The secret is not to suppress our conquering energy but to turn it on our weaknesses. After Akshobhya, there appears the most enchanting of the five meditation Buddhas:
“…Ratnasambhava, ‘born of a jewel.’ Embraced by his shakti “Buddha-Eyes,” his quality is beauty. And what’s the vice? Pride. If your pride is in your beauty, hold to it, but turn it about, so that the beauty that you are proud of is your spiritual beauty. Then you will cultivate that. Do not get rid of your vice. If it’s pride, make the pride work to your illumination, not to your degradation.” (Joseph Campbell p 178)
If we fail to achieve union with Ratnasambhava, the Buddha of the western quarter appears, named Amitabha, or Amida in Japanese.
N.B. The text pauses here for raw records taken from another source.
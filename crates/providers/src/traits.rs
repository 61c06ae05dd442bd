use bt_domain::config::ProviderKind;
use bt_domain::error::Result;
use bt_domain::stream::{BoxStream, Chunk, Usage};
use bt_payload::WireRequest;
use serde::Serialize;

// ━━━━━━━━━━━━━━━━━━━━━━━━━━━━━━━━━━━━━━━━━━━━━━━━━━━━━━━━━━━━━━━━━━
// Response types
// ━━━━━━━━━━━━━━━━━━━━━━━━━━━━━━━━━━━━━━━━━━━━━━━━━━━━━━━━━━━━━━━━━━

/// A provider-agnostic one-shot completion.
#[derive(Debug, Clone, Serialize)]
pub struct ChatResponse {
    /// Answer text. Reasoning parts are not included.
    pub text: String,
    /// The model that produced the response.
    pub model: String,
    /// Why the model stopped (e.g. "stop", "length").
    pub finish_reason: Option<String>,
    #[serde(skip_serializing_if = "Option::is_none")]
    pub usage: Option<Usage>,
}

/// One entry of a provider's model listing.
#[derive(Debug, Clone, PartialEq, Eq, Serialize)]
pub struct ModelInfo {
    pub id: String,
    #[serde(skip_serializing_if = "Option::is_none")]
    pub display_name: Option<String>,
}

// ━━━━━━━━━━━━━━━━━━━━━━━━━━━━━━━━━━━━━━━━━━━━━━━━━━━━━━━━━━━━━━━━━━
// Core provider trait
// ━━━━━━━━━━━━━━━━━━━━━━━━━━━━━━━━━━━━━━━━━━━━━━━━━━━━━━━━━━━━━━━━━━

/// Trait that every chat adapter implements.
///
/// Adapters are stateless with respect to credentials: the key is passed in
/// on every call so the key-rotation executor decides which one is used.
#[async_trait::async_trait]
pub trait ChatProvider: Send + Sync {
    /// List the models the key can use.
    async fn list_models(&self, api_key: &str) -> Result<Vec<ModelInfo>>;

    /// Open a streaming completion. Returns once the HTTP status has been
    /// checked; errors after that arrive as stream items.
    async fn stream_chat(
        &self,
        api_key: &str,
        model: &str,
        req: &WireRequest,
    ) -> Result<BoxStream<'static, Result<Chunk>>>;

    /// Send a completion request and wait for the full response.
    async fn generate(&self, api_key: &str, model: &str, req: &WireRequest)
        -> Result<ChatResponse>;

    fn kind(&self) -> ProviderKind;

    /// A unique identifier for this provider instance.
    fn provider_id(&self) -> &str;

    /// Model used when neither settings nor the caller name one.
    fn default_model(&self) -> &str;

    /// Byte length of the body this adapter sends for `req`. The payload
    /// ceiling is enforced against this number.
    fn body_len(&self, _model: &str, req: &WireRequest) -> usize {
        req.serialized_len()
    }
}
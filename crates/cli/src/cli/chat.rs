//! `banter chat`: one turn of a conversation.
//!
//! Builds the size-bounded request, streams the reply through the key
//! rotation executor and prints it. The rotation cursor is loaded from and
//! saved to the cursor store so the next invocation starts on the key that
//! last worked.

use std::io::Write;
use std::path::PathBuf;

use bt_domain::config::Config;
use bt_domain::message::Message;
use bt_domain::stream::Chunk;
use bt_payload::{PayloadBuilder, TurnFlags};
use bt_providers::ChatClient;
use futures_util::StreamExt;

use crate::history::{load_history, save_history};
use crate::state::CursorStore;

pub struct ChatArgs {
    pub message: String,
    pub history: Option<PathBuf>,
    pub persona: Option<PathBuf>,
    pub model: Option<String>,
    pub flags: TurnFlags,
    pub json: bool,
}

/// Accumulated outcome of a streamed reply.
#[derive(Debug, Default, PartialEq)]
pub struct Reply {
    pub text: String,
    pub error: Option<String>,
    pub finish_reason: Option<String>,
}

impl Reply {
    pub fn absorb(&mut self, chunk: &Chunk) {
        match chunk {
            Chunk::Content { text } => self.text.push_str(text),
            Chunk::Thought { .. } => {}
            Chunk::Error { message, .. } => self.error = Some(message.clone()),
            Chunk::End { finish_reason, .. } => self.finish_reason = finish_reason.clone(),
        }
    }

    pub fn succeeded(&self) -> bool {
        self.error.is_none()
    }
}

pub async fn chat(mut config: Config, args: ChatArgs) -> anyhow::Result<()> {
    let mut history = match &args.history {
        Some(path) => load_history(path)?,
        None => Vec::new(),
    };
    let persona = super::resolve_persona(&config, args.persona.as_deref())?;
    if let Some(model) = &args.model {
        config.chat.model = Some(model.clone());
    }

    let locale = config.chat.locale;
    let client = ChatClient::from_config(&config).unwrap_or_else(|e| super::exit_with(&e, locale));

    history.push(Message::user(args.message.clone()));
    let built = PayloadBuilder::new(config.budget.clone())
        .build_measured(&history, &config.chat, &persona, args.flags, |req| {
            client.body_len(req)
        })
        .unwrap_or_else(|e| super::exit_with(&e, locale));

    let store = CursorStore::default_location()?;
    let mut cursor = store.load(client.provider_id())?;

    let mut stream = client.stream_chat(&mut cursor, &built.request).await;

    let mut reply = Reply::default();
    while let Some(chunk) = stream.next().await {
        reply.absorb(&chunk);
        if args.json {
            println!("{}", serde_json::to_string(&chunk)?);
            continue;
        }
        match &chunk {
            Chunk::Content { text } => {
                print!("{text}");
                std::io::stdout().flush().ok();
            }
            Chunk::Thought { text } => {
                // Dim output to stderr so it doesn't pollute stdout.
                eprint!("\x1b[2m{text}\x1b[0m");
                std::io::stderr().flush().ok();
            }
            Chunk::Error { message, .. } => {
                eprintln!("error: {message}");
            }
            Chunk::End { .. } => {
                if !reply.text.is_empty() {
                    println!();
                }
            }
        }
    }

    if let Err(e) = store.save(client.provider_id(), cursor) {
        tracing::warn!(error = %e, "saving rotation cursor failed");
    }

    if !reply.succeeded() {
        std::process::exit(1);
    }

    if let Some(path) = &args.history {
        history.push(Message::model(reply.text));
        save_history(path, &history)?;
    }
    Ok(())
}
//! Sequential multi-key failover.
//!
//! [`KeyRotationExecutor`] runs an operation with one credential at a time,
//! starting at the caller's [`RotationCursor`] and wrapping around the pool
//! exactly once. The first success moves the cursor to the key that worked;
//! when every key fails the last error is returned.
//!
//! The streaming variant applies the same rotation to *opening* the stream.
//! Once chunks have reached the caller, failures are surfaced as a terminal
//! [`Chunk::Error`] instead of retried, since a retry would replay content.
//! Every stream it returns ends with exactly one [`Chunk::End`].

use crate::auth::{Credential, CredentialPool, RotationCursor};
use bt_domain::error::{Error, Result};
use bt_domain::locale::Locale;
use bt_domain::stream::{BoxStream, Chunk, ChunkStream, Usage};
use bt_domain::trace::TraceEvent;
use futures_util::StreamExt;
use std::future::Future;

#[derive(Debug, Clone)]
pub struct KeyRotationExecutor {
    pool: CredentialPool,
    provider_id: String,
    locale: Locale,
}

impl KeyRotationExecutor {
    pub fn new(pool: CredentialPool, provider_id: impl Into<String>) -> Self {
        Self {
            pool,
            provider_id: provider_id.into(),
            locale: Locale::default(),
        }
    }

    /// Locale used to render [`Chunk::Error`] messages.
    pub fn with_locale(mut self, locale: Locale) -> Self {
        self.locale = locale;
        self
    }

    /// Run `op` with each credential in turn until one succeeds.
    ///
    /// At most `pool.len()` attempts, never two at once, no key tried twice.
    pub async fn execute<T, F, Fut>(&self, cursor: &mut RotationCursor, mut op: F) -> Result<T>
    where
        F: FnMut(Credential) -> Fut,
        Fut: Future<Output = Result<T>>,
    {
        let len = self.pool.len();
        let start = cursor.start(len);
        let mut last_err: Option<Error> = None;

        for attempt in 0..len {
            let index = (start + attempt) % len;
            match op(self.pool.credential(index)).await {
                Ok(value) => {
                    if attempt > 0 {
                        tracing::info!(
                            provider = %self.provider_id,
                            key_index = index,
                            attempts = attempt + 1,
                            "request succeeded after key failover"
                        );
                    }
                    cursor.index = index;
                    return Ok(value);
                }
                Err(e) => {
                    self.log_failure(index, &e);
                    last_err = Some(e);
                }
            }
        }

        TraceEvent::KeysExhausted {
            provider: self.provider_id.clone(),
            attempts: len,
        }
        .emit();
        Err(last_err.unwrap_or_else(|| Error::Auth("credential pool is empty".into())))
    }

    /// Open a stream with failover and wrap it so the caller sees a stream
    /// that never fails as a whole.
    ///
    /// - exhausted keys: `[Error, End]`
    /// - failure after opening: chunks so far, then `Error`, then `End`
    /// - success: chunks, then a single `End` carrying finish reason and usage
    pub async fn execute_stream<F, Fut>(&self, cursor: &mut RotationCursor, op: F) -> ChunkStream
    where
        F: FnMut(Credential) -> Fut,
        Fut: Future<Output = Result<BoxStream<'static, Result<Chunk>>>>,
    {
        match self.execute(cursor, op).await {
            Ok(inner) => terminated(inner, self.provider_id.clone(), self.locale),
            Err(e) => {
                tracing::warn!(
                    provider = %self.provider_id,
                    kind = ?e.kind(),
                    status = ?e.status(),
                    error = %e,
                    "could not open stream with any key"
                );
                let chunks = [error_chunk(&e, self.locale), failed_end()];
                Box::pin(futures_util::stream::iter(chunks))
            }
        }
    }

    fn log_failure(&self, index: usize, error: &Error) {
        let key_suffix = self.pool.suffix(index);
        tracing::warn!(
            provider = %self.provider_id,
            key_index = index,
            key_suffix = %key_suffix,
            status = ?error.status(),
            kind = ?error.kind(),
            error = %error,
            "attempt failed, rotating to next key"
        );
        TraceEvent::KeyAttemptFailed {
            provider: self.provider_id.clone(),
            key_index: index,
            key_suffix,
            status: error.status(),
            error: error.to_string(),
        }
        .emit();
    }
}

/// Render an error as the terminal chunk the caller shows to the user.
pub fn error_chunk(error: &Error, locale: Locale) -> Chunk {
    Chunk::Error {
        kind: error.kind(),
        message: error.user_message(locale),
    }
}

fn failed_end() -> Chunk {
    Chunk::end(Some("error".into()))
}

/// Forward provider chunks, folding every provider `End` into one final
/// `End` and converting the first error into a terminal `Error` chunk.
fn terminated(
    inner: BoxStream<'static, Result<Chunk>>,
    provider_id: String,
    locale: Locale,
) -> ChunkStream {
    let stream = async_stream::stream! {
        let mut inner = inner;
        let mut finish_reason: Option<String> = None;
        let mut usage: Option<Usage> = None;
        let mut failed = false;

        while let Some(item) = inner.next().await {
            match item {
                Ok(Chunk::End { finish_reason: reason, usage: reported }) => {
                    if reason.is_some() {
                        finish_reason = reason;
                    }
                    if reported.is_some() {
                        usage = reported;
                    }
                }
                Ok(chunk @ Chunk::Error { .. }) => {
                    failed = true;
                    yield chunk;
                    break;
                }
                Ok(chunk) => yield chunk,
                Err(e) => {
                    tracing::warn!(
                        provider = %provider_id,
                        kind = ?e.kind(),
                        status = ?e.status(),
                        error = %e,
                        "stream failed after it was opened"
                    );
                    failed = true;
                    yield error_chunk(&e, locale);
                    break;
                }
            }
        }

        if failed {
            yield failed_end();
        } else {
            yield Chunk::End {
                finish_reason: finish_reason.or_else(|| Some("stop".into())),
                usage,
            };
        }
    };

    Box::pin(stream)
}

// ━━━━━━━━━━━━━━━━━━━━━━━━━━━━━━━━━━━━━━━━━━━━━━━━━━━━━━━━━━━━━━━━━━
// Tests
// ━━━━━━━━━━━━━━━━━━━━━━━━━━━━━━━━━━━━━━━━━━━━━━━━━━━━━━━━━━━━━━━━━━

#[cfg(test)]
mod tests {
    use super::*;
    use bt_domain::error::{CredentialFailure, ErrorKind, PolicyBlock};
    use std::cell::RefCell;

    fn pool(n: usize) -> CredentialPool {
        CredentialPool::new((0..n).map(|i| format!("key-{i}")).collect()).unwrap()
    }

    fn quota() -> Error {
        Error::Credential {
            provider: "test".into(),
            reason: CredentialFailure::QuotaExceeded,
            status: Some(429),
            message: "quota".into(),
        }
    }

    fn chunks(items: Vec<Result<Chunk>>) -> BoxStream<'static, Result<Chunk>> {
        Box::pin(futures_util::stream::iter(items))
    }

    #[tokio::test]
    async fn only_last_key_succeeds_after_n_attempts() {
        let executor = KeyRotationExecutor::new(pool(4), "test");
        let mut cursor = RotationCursor::default();
        let tried = RefCell::new(Vec::new());

        let out = executor
            .execute(&mut cursor, |cred| {
                tried.borrow_mut().push(cred.index);
                async move {
                    if cred.key == "key-3" {
                        Ok(cred.index)
                    } else {
                        Err(quota())
                    }
                }
            })
            .await
            .unwrap();

        assert_eq!(out, 3);
        assert_eq!(*tried.borrow(), vec![0, 1, 2, 3]);
        assert_eq!(cursor.index, 3);

        // The next call starts at the key that worked.
        tried.borrow_mut().clear();
        executor
            .execute(&mut cursor, |cred| {
                tried.borrow_mut().push(cred.index);
                async move { Ok::<_, Error>(()) }
            })
            .await
            .unwrap();
        assert_eq!(*tried.borrow(), vec![3]);
    }

    #[tokio::test]
    async fn rotation_wraps_from_the_cursor() {
        let executor = KeyRotationExecutor::new(pool(3), "test");
        let mut cursor = RotationCursor::new(2);
        let tried = RefCell::new(Vec::new());

        executor
            .execute(&mut cursor, |cred| {
                tried.borrow_mut().push(cred.index);
                async move {
                    if cred.index == 1 {
                        Ok(())
                    } else {
                        Err(Error::Http("connection reset".into()))
                    }
                }
            })
            .await
            .unwrap();

        assert_eq!(*tried.borrow(), vec![2, 0, 1]);
        assert_eq!(cursor.index, 1);
    }

    #[tokio::test]
    async fn exhaustion_returns_last_error_and_keeps_cursor() {
        let executor = KeyRotationExecutor::new(pool(3), "test");
        let mut cursor = RotationCursor::new(1);
        let mut attempts = 0;

        let err = executor
            .execute(&mut cursor, |cred| {
                attempts += 1;
                async move {
                    Err::<(), _>(Error::Provider {
                        provider: "test".into(),
                        status: 500 + cred.index as u16,
                        message: "boom".into(),
                    })
                }
            })
            .await
            .unwrap_err();

        assert_eq!(attempts, 3);
        // Order was 1, 2, 0: the last error belongs to key 0.
        assert_eq!(err.status(), Some(500));
        assert_eq!(cursor.index, 1);
    }

    #[tokio::test]
    async fn stream_success_ends_once_with_merged_end() {
        let executor = KeyRotationExecutor::new(pool(2), "test");
        let mut cursor = RotationCursor::default();
        let usage = Usage {
            prompt_tokens: 3,
            completion_tokens: 2,
            total_tokens: 5,
        };

        let stream = executor
            .execute_stream(&mut cursor, |_cred| async move {
                Ok(chunks(vec![
                    Ok(Chunk::thought("hmm")),
                    Ok(Chunk::content("Hel")),
                    Ok(Chunk::content("lo")),
                    Ok(Chunk::end(Some("stop".into()))),
                    Ok(Chunk::End {
                        finish_reason: None,
                        usage: Some(usage),
                    }),
                ]))
            })
            .await;
        let out: Vec<Chunk> = stream.collect().await;

        assert_eq!(
            out,
            vec![
                Chunk::thought("hmm"),
                Chunk::content("Hel"),
                Chunk::content("lo"),
                Chunk::End {
                    finish_reason: Some("stop".into()),
                    usage: Some(usage),
                },
            ]
        );
    }

    #[tokio::test]
    async fn stream_without_provider_end_still_ends() {
        let executor = KeyRotationExecutor::new(pool(1), "test");
        let mut cursor = RotationCursor::default();
        let out: Vec<Chunk> = executor
            .execute_stream(&mut cursor, |_cred| async move {
                Ok(chunks(vec![Ok(Chunk::content("partial"))]))
            })
            .await
            .collect()
            .await;
        assert_eq!(out.len(), 2);
        assert_eq!(out[1], Chunk::end(Some("stop".into())));
    }

    #[tokio::test]
    async fn stream_failover_happens_only_while_opening() {
        let executor = KeyRotationExecutor::new(pool(3), "test");
        let mut cursor = RotationCursor::default();
        let mut opened = 0;

        let out: Vec<Chunk> = executor
            .execute_stream(&mut cursor, |cred| {
                opened += 1;
                async move {
                    if cred.index == 0 {
                        return Err(quota());
                    }
                    Ok(chunks(vec![
                        Ok(Chunk::content("first")),
                        Err(Error::Http("connection reset".into())),
                        Ok(Chunk::content("never seen")),
                    ]))
                }
            })
            .await
            .collect()
            .await;

        assert_eq!(opened, 2);
        assert_eq!(cursor.index, 1);
        assert_eq!(out.len(), 3);
        assert_eq!(out[0], Chunk::content("first"));
        assert!(matches!(
            out[1],
            Chunk::Error {
                kind: ErrorKind::Transport,
                ..
            }
        ));
        assert_eq!(out[2], Chunk::end(Some("error".into())));
    }

    #[tokio::test]
    async fn stream_exhaustion_yields_error_then_end() {
        let executor = KeyRotationExecutor::new(pool(2), "test").with_locale(Locale::ZhCn);
        let mut cursor = RotationCursor::default();

        let out: Vec<Chunk> = executor
            .execute_stream(&mut cursor, |_cred| async move {
                Err::<BoxStream<'static, Result<Chunk>>, _>(quota())
            })
            .await
            .collect()
            .await;

        assert_eq!(out.len(), 2);
        match &out[0] {
            Chunk::Error { kind, message } => {
                assert_eq!(*kind, ErrorKind::Credential);
                assert_eq!(message, &quota().user_message(Locale::ZhCn));
                assert!(!message.contains("key-"));
            }
            other => panic!("expected error chunk, got {other:?}"),
        }
        assert!(out[1].is_end());
    }

    #[tokio::test]
    async fn end_is_always_last_and_unique() {
        let executor = KeyRotationExecutor::new(pool(2), "test");
        let scenarios: Vec<Vec<Result<Chunk>>> = vec![
            vec![],
            vec![Ok(Chunk::end(None)), Ok(Chunk::end(Some("length".into())))],
            vec![Err(Error::ContentPolicy {
                provider: "test".into(),
                block: PolicyBlock::Safety,
            })],
            vec![Ok(Chunk::content("a")), Err(Error::Protocol("bad json".into()))],
        ];

        for items in scenarios {
            let mut cursor = RotationCursor::default();
            let mut items = Some(items);
            let out: Vec<Chunk> = executor
                .execute_stream(&mut cursor, |_cred| {
                    let items = items.take().unwrap_or_default();
                    async move { Ok(chunks(items)) }
                })
                .await
                .collect()
                .await;
            assert!(out.last().is_some_and(Chunk::is_end), "{out:?}");
            assert_eq!(out.iter().filter(|c| c.is_end()).count(), 1, "{out:?}");
        }
    }
}
use bt_domain::config::Config;
use bt_providers::{ChatClient, RotationCursor, TitleGenerator};

use crate::state::CursorStore;

/// Print a title for `prompt`. Never fails; without a usable endpoint the
/// title is derived locally.
pub async fn title(config: &Config, prompt: &str) -> anyhow::Result<()> {
    println!("{}", resolve_title(config, prompt).await);
    Ok(())
}

pub async fn resolve_title(config: &Config, prompt: &str) -> String {
    let client = match ChatClient::from_config(config) {
        Ok(client) => Some(client),
        Err(e) => {
            tracing::debug!(error = %e, "chat provider unavailable for titles");
            None
        }
    };
    let generator = TitleGenerator::new(client.as_ref(), &config.title, config.chat.locale);

    // The chat cursor only matters when the chat provider does the work.
    let persisted = match &client {
        Some(client) if !generator.uses_dedicated_endpoint() => {
            match CursorStore::default_location()
                .and_then(|store| store.load(client.provider_id()).map(|c| (store, c)))
            {
                Ok(found) => Some(found),
                Err(e) => {
                    tracing::warn!(error = %e, "cursor store unavailable");
                    None
                }
            }
        }
        _ => None,
    };

    let mut cursor = persisted.as_ref().map(|(_, c)| *c).unwrap_or_default();
    let title = generator.generate(&mut cursor, prompt).await;

    if let (Some((store, _)), Some(client)) = (&persisted, &client) {
        if let Err(e) = store.save(client.provider_id(), cursor) {
            tracing::warn!(error = %e, "saving rotation cursor failed");
        }
    }
    title
}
He is linked to Avalokiteshvara, the bodhisattva embodying compassion, and manifests on earth in the person of the Dalai Lama.
“Embraced by his shakti, known as the ‘Woman in White,’ his quality is mercy, compassion. And what do you suppose the vice would be? Attachment–attachment to that being for whom you feel love. If you die with that attachment you will be reborn in the world of the hungry ghosts. They have ravenous bellies and pinpoint mouths, so they can never eat what they desire.” (Joseph Campbell p 180)
If we are unable to hold to the Amitabha, the ominous northern Buddha, Amoghasiddhi, appears. His name means “he who will not be turned from the achievement of his aim,” and his “virtue is tenacity of purpose, not simply holding to where you are but holding with conscious intention. The negative aspect is belligerence, and if you die in this context, you will be reborn in the realm of the antigods, the demons, the fighting gods.” (Joseph Campbell p 181)
The lesson Joseph Campbell draws from the Tibetan Book of the Dead is universally applicable. Whatever our chief vice, we should instead nourish its flip side, its associated virtue. In fact, Campbell goes as far as to consider it undesirable to destroy our vices, as they may be the key to our entire character. They are what drives us. “I think it’s Nietzsche who said, ‘be careful, lest in casting out your devil, you cast out the best thing that’s in you.’ Many people who have been psychoanalyzed are like filleted fish. Their character is gone. If you are nasty, be nasty, but turn around the energy, the shakti.” (Joseph Campbell p 178)
April 12, 2015 @ 11:04 am
Nina, this is literally my mandala practice. And it’s brilliant. Life. Just. Shifts. You might find this interesting… More of a layman’s explanation, but I think a nice companion for those who want to have a starting point. http://www.lionsroar.com/the-five-buddha-families/
April 12, 2015 @ 2:07 pm
Michelle, thanks for sharing that article! I skimmed through it and will give it a thorough read later, but it is very much a practice that interests me. How did you get into it?